Keywords: Super-resolution, OpenCL, Parallelization, Multiple GPUs

### 1. Introduction

As the complexity of image processing algorithms increases, their running time on the CPU has been multiplied accordingly. This has led to an increase in the interest in GPGPUs (general-purpose computing on graphics processing units). GPGPU is a technique to utilize a GPU device for general computational applications, which is typically handled by a CPU.

Although a GPU has a much lower clock frequency than a CPU, it has a very large number of cores, and can accelerate complex computations significantly by parallelization. Researchers have recently examined the acceleration of image processing algorithms using GPGPU techniques [8, 9, 11, 12]. The GPGPU technology is categorized into two different techniques. One is CUDA, which was made public in 2007 by Nvidia, and the other is OpenCL, which was released by the Khronos group in 2008 [7]. Some studies have compared CUDA with OpenCL, such as [10]. OpenCL is an open, general-purpose parallel framework that is renowned for its good portability.

This paper proposes the parallel implementation of the self-similarity based image SR (super resolution)

algorithm using OpenCL. The SR algorithm, which was proposed previously exploits the inherent self-similarity of an image [1, 2], but it requires tremendous computations to search for a similar patch. In addition, the SR technique is applied primarily to the resolution conversion from FHD (Full HD) to UHD (Ultra HD) which has just begun to be commercialized popularly. The amount of the UHD image data is 4 times that of FHD. Therefore, common software implementation makes it difficult to work in a real-time manner. Accordingly, accelerating the processing speed of SR algorithms is indispensable.

For parallelization, the SR process is divided into several kernels, and memory optimization is performed. In addition, two GPUs are utilized for further acceleration. The experimental results show that GPGPU implementation can speed up the SR process significantly compared to a single-core CPU.
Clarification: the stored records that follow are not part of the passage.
//! Embedding capability boundary.
//!
//! [`EmbeddingProvider`] abstracts over whatever turns text into
//! fixed-dimension vectors. The pipeline only ever talks to the trait, so
//! deterministic test doubles can stand in for a real model service.
//!
//! Two implementations ship with the crate:
//!
//! - [`MockEmbeddingProvider`] — deterministic hash-derived vectors, no I/O.
//! - [`OllamaEmbeddings`] — the Ollama `/api/embed` batch endpoint.

use std::hash::{Hash, Hasher};

use async_trait::async_trait;
use rustc_hash::FxHasher;
use serde::Deserialize;
use tracing::debug;

use crate::config::OllamaConfig;
use crate::types::RagError;

/// Capability interface for turning text into fixed-dimension vectors.
///
/// The batch call is the primary operation; [`embed`](EmbeddingProvider::embed)
/// is defined as a batch of one, so batching is an optimization rather than a
/// semantic difference. `embed_batch` results are index-aligned with the
/// input: `result[i]` embeds `texts[i]`.
#[async_trait]
pub trait EmbeddingProvider: Send + Sync {
    /// Dimensionality of every vector this provider produces.
    ///
    /// Known up front so callers can create vector-store collections before
    /// embedding anything.
    fn dimension(&self) -> usize;

    /// Embed a batch of texts, index-aligned with the input.
    ///
    /// # Errors
    ///
    /// [`RagError::ProviderUnavailable`] when the backing service cannot be
    /// reached, [`RagError::DimensionMismatch`] when a returned vector
    /// disagrees with [`dimension`](EmbeddingProvider::dimension).
    async fn embed_batch(&self, texts: &[String]) -> Result<Vec<Vec<f32>>, RagError>;

    /// Embed a single text as a batch of one.
    async fn embed(&self, text: &str) -> Result<Vec<f32>, RagError> {
        let batch = [text.to_string()];
        let mut vectors = self.embed_batch(&batch).await?;
        vectors.pop().ok_or(RagError::ProviderUnavailable {
            provider: "embeddings",
            message: "provider returned an empty batch for a single input".to_string(),
        })
    }
}

/// Deterministic embedding provider for tests and offline development.
///
/// Vectors are derived from a hash of the input text, L2-normalized, and
/// stable across calls and processes: the same text always produces the same
/// vector, and distinct texts produce distinct vectors with overwhelming
/// probability. The vectors carry no semantic signal.
#[derive(Debug, Clone)]
pub struct MockEmbeddingProvider {
    dimension: usize,
}

impl MockEmbeddingProvider {
    pub const DEFAULT_DIMENSION: usize = 32;

    pub fn new() -> Self {
        Self {
            dimension: Self::DEFAULT_DIMENSION,
        }
    }

    pub fn with_dimension(dimension: usize) -> Self {
        Self { dimension }
    }

    fn pseudo_vector(&self, text: &str) -> Vec<f32> {
        let mut vector = Vec::with_capacity(self.dimension);
        for slot in 0..self.dimension {
            let mut hasher = FxHasher::default();
            slot.hash(&mut hasher);
            text.hash(&mut hasher);
            let raw = hasher.finish();
            vector.push(((raw % 2001) as f32 / 1000.0) - 1.0);
        }
        let norm: f32 = vector.iter().map(|v| v * v).sum::<f32>().sqrt();
        if norm > 0.0 {
            for v in &mut vector {
                *v /= norm;
            }
        }
        vector
    }
}

impl Default for MockEmbeddingProvider {
    fn default() -> Self {
        Self::new()
    }
}

#[async_trait]
impl EmbeddingProvider for MockEmbeddingProvider {
    fn dimension(&self) -> usize {
        self.dimension
    }

    async fn embed_batch(&self, texts: &[String]) -> Result<Vec<Vec<f32>>, RagError> {
        Ok(texts.iter().map(|t| self.pseudo_vector(t)).collect())
    }
}

/// Embedding provider backed by the Ollama `/api/embed` endpoint.
///
/// The HTTP client carries its own request timeout so a wedged model service
/// bounds the duration of any job that embeds, independent of caller-side
/// polling timeouts.
pub struct OllamaEmbeddings {
    client: reqwest::Client,
    base_url: String,
    model: String,
    dimension: usize,
}

#[derive(Deserialize)]
struct EmbedResponse {
    embeddings: Vec<Vec<f32>>,
}

impl OllamaEmbeddings {
    /// Build a provider for the given endpoint and declared dimension.
    ///
    /// # Errors
    ///
    /// Returns [`RagError::Configuration`] when the HTTP client cannot be
    /// constructed or `dimension` is zero.
    pub fn new(config: &OllamaConfig, dimension: usize) -> Result<Self, RagError> {
        if dimension == 0 {
            return Err(RagError::Configuration(
                "embedding dimension must be strictly positive".to_string(),
            ));
        }
        let client = reqwest::Client::builder()
            .timeout(config.request_timeout)
            .build()
            .map_err(|err| RagError::Configuration(format!("failed to build HTTP client: {err}")))?;
        Ok(Self {
            client,
            base_url: config.base_url.trim_end_matches('/').to_string(),
            model: config.embed_model.clone(),
            dimension,
        })
    }
}

#[async_trait]
impl EmbeddingProvider for OllamaEmbeddings {
    fn dimension(&self) -> usize {
        self.dimension
    }

    async fn embed_batch(&self, texts: &[String]) -> Result<Vec<Vec<f32>>, RagError> {
        if texts.is_empty() {
            return Ok(Vec::new());
        }
        let unavailable = |message: String| RagError::ProviderUnavailable {
            provider: "ollama-embeddings",
            message,
        };

        let response = self
            .client
            .post(format!("{}/api/embed", self.base_url))
            .json(&serde_json::json!({
                "model": self.model,
                "input": texts,
            }))
            .send()
            .await
            .map_err(|err| unavailable(err.to_string()))?
            .error_for_status()
            .map_err(|err| unavailable(err.to_string()))?;

        let body: EmbedResponse = response
            .json()
            .await
            .map_err(|err| unavailable(format!("malformed embed response: {err}")))?;

        if body.embeddings.len() != texts.len() {
            return Err(unavailable(format!(
                "misaligned batch: sent {} texts, received {} vectors",
                texts.len(),
                body.embeddings.len()
            )));
        }
        for vector in &body.embeddings {
            if vector.len() != self.dimension {
                return Err(RagError::DimensionMismatch {
                    declared: self.dimension,
                    actual: vector.len(),
                });
            }
        }
        debug!(count = body.embeddings.len(), model = %self.model, "embedded batch");
        Ok(body.embeddings)
    }
}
The remainder of this paper is organized as follows. Section 2 introduces the super resolution algorithm that was implemented with OpenCL. Section 3 briefly explains the OpenCL implementation in detail, particularly focusing on memory optimization and support to the multiple GPU devices. Section 4 presents the experimental results. Section 5 concludes the paper.

<sup>&</sup>lt;sup>1</sup> School of Electrical Engineering, Korea University / Seoul, South Korea {indra, risty, jokim}@korea.ac.kr

<sup>&</sup>lt;sup>2</sup> Electronics and Telecommunications Research Institute / Dae-jeon, South Korea {daelee711, jsy, shee, hykim5}@etri.re.kr

<sup>\*</sup> Corresponding Author: Jong-Ok Kim

<sup>\*</sup> Regular Paper



Fig. 1. Tasks of the self-similarity based SR algorithm.

## 2. Super-Resolution Algorithm

The goal of SR is to reconstruct a HR (high resolution) image from one or more observed LR (low resolution) images. Recently, a number of SR methods have been proposed to exploit the property of self-similarity in an image.

In natural images, small patches tend to recur redundantly across the scale as well as in-scale. This observation is referred to as self-similarity, and has been exploited popularly for image processing, such as denoising, edge detection and retargeting [3]. In addition, it has been applied to learning-based image SR in recent years [6].

SR methods based on self-similarity can be classified into two categories, depending on the domain to which the self-similarity assumption is applied; spatial domain and LF (low frequency)-HF (high frequency) domain.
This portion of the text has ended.